By Dick Thompson
From staff reports
— U.S. health care costs are the highest in the world and growing at an unsustainable rate. March 4’s Time magazine offers 37 pages that describe why our costs are excessive and what can be done to lower them.
Local health care providers, particularly hospitals and personal physicians, are among our most respected assets and institutions. We need them when we’re most vulnerable. The Joplin area medical communities did heroic work in the wake of the May 22, 2011, tornado, providing many millions of dollars’ worth of uncompensated care to the community.
The bad and the ugly
Sadly, there are big down sides to the way these favored institutions ordinarily function, and we rank below other developed nations in medical outcomes, according to our own National Research Council and Institute of Medicine.
Our health care costs increase far faster than inflation, and are now nearly 18 percent of gross domestic product. Federal health initiatives, including Medicare, Medicaid, Veterans Administration, the Department of Defense military health system (including Tricare), are largely taxpayer-supported. Costs of these systems contribute directly to our national debt.
We pay far too much for our health care and, on average, get mediocre results. Why?
There’s decreasing local competition among health care providers. Costs to patients are rigged by both government and large providers. Major hospital systems use “list price books” — called “the chargemaster” — for services to customers who aren’t insured, cannot understand what they’re being overcharged for and have little ability to negotiate.

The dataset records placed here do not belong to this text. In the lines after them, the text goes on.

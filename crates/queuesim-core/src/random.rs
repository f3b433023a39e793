//! Random stream implementations.
//!
//! [`SeededStream`] is the production stream: one ChaCha8 generator seeded
//! from the config, so a seed fully determines a run. [`ScriptedStream`]
//! replays an exact list of draws and is meant for golden-state tests.

use queuesim_routing::{categorical_index, RandomStream};
use rand::{Rng, SeedableRng};
use rand_chacha::ChaCha8Rng;
use rand_distr::{Distribution, Exp};
use std::collections::VecDeque;

/// Seeded pseudo-random stream backed by ChaCha8.
#[derive(Debug, Clone)]
pub struct SeededStream {
    rng: ChaCha8Rng,
}

impl SeededStream {
    pub fn new(seed: u64) -> Self {
        Self {
            rng: ChaCha8Rng::seed_from_u64(seed),
        }
    }
}

impl RandomStream for SeededStream {
    fn exponential(&mut self, rate: f64) -> f64 {
        // Rates are validated positive and finite before any engine exists.
        match Exp::new(rate) {
            Ok(dist) => dist.sample(&mut self.rng),
            Err(_) => f64::INFINITY,
        }
    }

    fn categorical(&mut self, probabilities: &[f64]) -> usize {
        let u: f64 = self.rng.gen();
        categorical_index(probabilities, u)
    }
}

/// One scripted draw.
#[derive(Debug, Clone, Copy, PartialEq)]
pub enum Draw {
    /// Returned verbatim from the next `exponential` call, whatever the rate.
    Exponential(f64),
    /// Returned verbatim from the next `categorical` call.
    Categorical(usize),
}

/// Stream that replays a fixed script of draws in order.
///
/// # Panics
///
/// Panics when the script runs out or when the next scripted draw is of the
/// wrong kind. Both mean the test's expectation of the draw order is wrong.
#[derive(Debug, Clone, Default)]
pub struct ScriptedStream {
    script: VecDeque<Draw>,
    consumed: usize,
}

impl ScriptedStream {
    pub fn new(script: impl IntoIterator<Item = Draw>) -> Self {
        Self {
            script: script.into_iter().collect(),
            consumed: 0,
        }
    }

    /// Draws not yet consumed.
    pub fn remaining(&self) -> usize {
        self.script.len()
    }

    /// Draws consumed so far.
    pub fn consumed(&self) -> usize {
        self.consumed
    }

    fn next_draw(&mut self) -> Draw {
        let draw = self.script.pop_front().unwrap_or_else(|| {
            panic!("Scripted stream exhausted after {} draws", self.consumed)
        });
        self.consumed += 1;
        draw
    }
}

impl RandomStream for ScriptedStream {
    fn exponential(&mut self, _rate: f64) -> f64 {
        match self.next_draw() {
            Draw::Exponential(sample) => sample,
            other => panic!(
                "Scripted draw {} was {:?}, expected an exponential sample",
                self.consumed, other
            ),
        }
    }

    fn categorical(&mut self, probabilities: &[f64]) -> usize {
        match self.next_draw() {
            Draw::Categorical(index) => {
                assert!(
                    index < probabilities.len(),
                    "Scripted categorical index {} out of range for {} entries",
                    index,
                    probabilities.len()
                );
                index
            }
            other => panic!(
                "Scripted draw {} was {:?}, expected a categorical index",
                self.consumed, other
            ),
        }
    }
}
//! Closed-form M/M/1/K results, used to sanity-check simulation output.
//!
//! With Poisson splitting each server in the network is an independent
//! M/M/1/K queue fed at rate `lambda * p_i`, so the network figures are
//! throughput-weighted combinations of the per-server ones.

use crate::config::SimConfig;
use serde::{Deserialize, Serialize};

/// Utilization values closer than this to 1 use the `rho == 1` formulas.
const UNIT_LOAD_EPSILON: f64 = 1e-9;

/// Stationary metrics of one M/M/1/K queue.
#[derive(Debug, Clone, PartialEq, Serialize, Deserialize)]
pub struct Mm1kMetrics {
    pub arrival_rate: f64,
    pub service_rate: f64,
    pub capacity: u32,
    /// Probability an arrival finds the queue full.
    pub blocking_probability: f64,
    /// Time-average number of jobs held.
    pub mean_in_system: f64,
    /// Rate of accepted arrivals.
    pub throughput: f64,
    /// Fraction of time the server is busy.
    pub utilization: f64,
    /// Mean time in system of accepted jobs. `None` without arrivals.
    pub mean_sojourn_time: Option<f64>,
    /// Mean queueing delay of accepted jobs. `None` without arrivals.
    pub mean_wait_time: Option<f64>,
}

/// Mean queue length of a truncated geometric distribution with ratio `r < 1`
/// on `0..=k`.
fn truncated_geometric_mean(r: f64, k: u32) -> f64 {
    let tail = r.powf(f64::from(k) + 1.0);
    r / (1.0 - r) - (f64::from(k) + 1.0) * tail / (1.0 - tail)
}

/// Stationary metrics of an M/M/1/K queue with arrival rate `lambda`,
/// service rate `mu` and capacity `k` (including the job in service).
pub fn mm1k(lambda: f64, mu: f64, k: u32) -> Mm1kMetrics {
    let kf = f64::from(k);
    let (blocking_probability, mean_in_system) = if lambda <= 0.0 {
        (0.0, 0.0)
    } else {
        let rho = lambda / mu;
        if (rho - 1.0).abs() < UNIT_LOAD_EPSILON {
            (1.0 / (kf + 1.0), kf / 2.0)
        } else if rho < 1.0 {
            let tail = rho.powf(kf + 1.0);
            let blocking = rho.powf(kf) * (1.0 - rho) / (1.0 - tail);
            (blocking, truncated_geometric_mean(rho, k))
        } else {
            // Mirror n -> k - n turns the distribution into one with ratio 1/rho.
            let r = 1.0 / rho;
            let blocking = (1.0 - r) / (1.0 - r.powf(kf + 1.0));
            (blocking, kf - truncated_geometric_mean(r, k))
        }
    };

    let throughput = lambda.max(0.0) * (1.0 - blocking_probability);
    let mean_sojourn_time = if throughput > 0.0 {
        Some(mean_in_system / throughput)
    } else if lambda <= 0.0 {
        Some(1.0 / mu)
    } else {
        None
    };

    Mm1kMetrics {
        arrival_rate: lambda,
        service_rate: mu,
        capacity: k,
        blocking_probability,
        mean_in_system,
        throughput,
        utilization: throughput / mu,
        mean_sojourn_time,
        mean_wait_time: mean_sojourn_time.map(|w| (w - 1.0 / mu).max(0.0)),
    }
}

/// Reference figures for a whole network.
#[derive(Debug, Clone, PartialEq, Serialize, Deserialize)]
pub struct NetworkReference {
    pub servers: Vec<Mm1kMetrics>,
    /// Fraction of all arrivals that are dropped.
    pub drop_probability: f64,
    pub throughput: f64,
    pub mean_sojourn_time: Option<f64>,
    pub mean_wait_time: Option<f64>,
}

/// Stationary reference for the network described by `config`.
pub fn network_reference(config: &SimConfig) -> NetworkReference {
    let lambda = config.arrival_rate();
    let servers: Vec<Mm1kMetrics> = config
        .servers
        .iter()
        .map(|s| mm1k(lambda * s.routing_probability, s.service_rate, s.capacity))
        .collect();

    let throughput: f64 = servers.iter().map(|m| m.throughput).sum();
    let weighted = |f: fn(&Mm1kMetrics) -> Option<f64>| {
        if throughput <= 0.0 {
            return None;
        }
        let total: f64 = servers
            .iter()
            .filter(|m| m.throughput > 0.0)
            .map(|m| m.throughput * f(m).unwrap_or(0.0))
            .sum();
        Some(total / throughput)
    };

    NetworkReference {
        drop_probability: if lambda > 0.0 {
            1.0 - throughput / lambda
        } else {
            0.0
        },
        throughput,
        mean_sojourn_time: weighted(|m| m.mean_sojourn_time),
        mean_wait_time: weighted(|m| m.mean_wait_time),
        servers,
    }
}

/// Format the reference as a table.
pub fn format_reference_table(name: &str, reference: &NetworkReference) -> String {
    let fmt_opt = |v: Option<f64>| v.map_or_else(|| "undefined".to_string(), |v| format!("{:.4}", v));
    let mut out = String::new();
    out.push_str(&format!("\n{:=<70}\n", ""));
    out.push_str(&format!("  M/M/1/K reference: {}\n", name));
    out.push_str(&format!("{:=<70}\n", ""));
    out.push_str(&format!(
        "  {:<8} {:>10} {:>10} {:>6} {:>10} {:>10} {:>10}\n",
        "Server", "Lambda", "Mu", "K", "Blocking", "Sojourn", "Util"
    ));
    out.push_str(&format!("  {:-<68}\n", ""));
    for (i, m) in reference.servers.iter().enumerate() {
        out.push_str(&format!(
            "  {:<8} {:>10.4} {:>10.4} {:>6} {:>10.4} {:>10} {:>10.4}\n",
            i,
            m.arrival_rate,
            m.service_rate,
            m.capacity,
            m.blocking_probability,
            fmt_opt(m.mean_sojourn_time),
            m.utilization
        ));
    }
    out.push_str(&format!("  {:-<68}\n", ""));
    out.push_str(&format!(
        "  Drop probability: {:.4}  Throughput: {:.4}\n",
        reference.drop_probability, reference.throughput
    ));
    out.push_str(&format!(
        "  Mean wait: {}  Mean sojourn: {}\n",
        fmt_opt(reference.mean_wait_time),
        fmt_opt(reference.mean_sojourn_time)
    ));
    out.push_str(&format!("{:=<70}\n", ""));
    out
}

Medicare seems the only national insurer with enough clout to determine actual costs of services and materials to providers, and to negotiate payment based on costs. That’s good — it saves taxpayer money. Medicare provides more health care bang for the buck than any other organization, public or private.
“Not-for-profit” health care systems often make far more money than it costs to provide their services. Nationally, some small percentage of this “profit” is used to provide free community medical care. You can look up your own not-for-profit hospital’s revenue, expenses and spending for free at www.guidestar.org.
For-profit health care insurance companies, long the whipping boys for exorbitant costs and poor care, are becoming victims of the health care providers they pay on our behalf. Drug companies are insulated from price competition by Congress in Medicare Part D. Small “family doc” practices are increasingly unviable financially.
“Obamacare” provides more health care coverage to vastly more citizens and more customers to private insurance companies, but it does little to reduce the cost of products and services.
We overuse medical services and products that we can’t price and don’t pay for directly from our own pockets.
Congress is firmly in the grip of well-funded special interest groups. Nonetheless, some solutions seem at least tenable, if we demand them from our political representatives.
We should think about health care cost reduction with a question: “What sort of society do we want to create and live in?”
• Follow Christ’s many exhortations to uplift and protect the least among us, or
• Believe in “free markets” and deficit reduction, or
• Think government has a duty to rein in monopolies and “chargemaster” excesses, or
• Believe each of us should pay graduated out-of-pocket payment for health care, or
• Think local “family docs” should be paid well and made financially viable, then:
You have strong reason to push your legislative representatives to attain your goals.
There seems no good reason we cannot have the world’s best, most cost-effective health care. To get it, we’ll have to become knowledgeable, make decisions, take action and stay engaged over the long haul. That’s a tall order. It’s much easier to be told what to do by our religious, political, media and organizational leaders.
We should strive for equitable distribution of health care costs and services to all citizens. Help fix this massive problem.
Dick Thompson, formerly of Joplin, now lives in Pittsburg, Kan.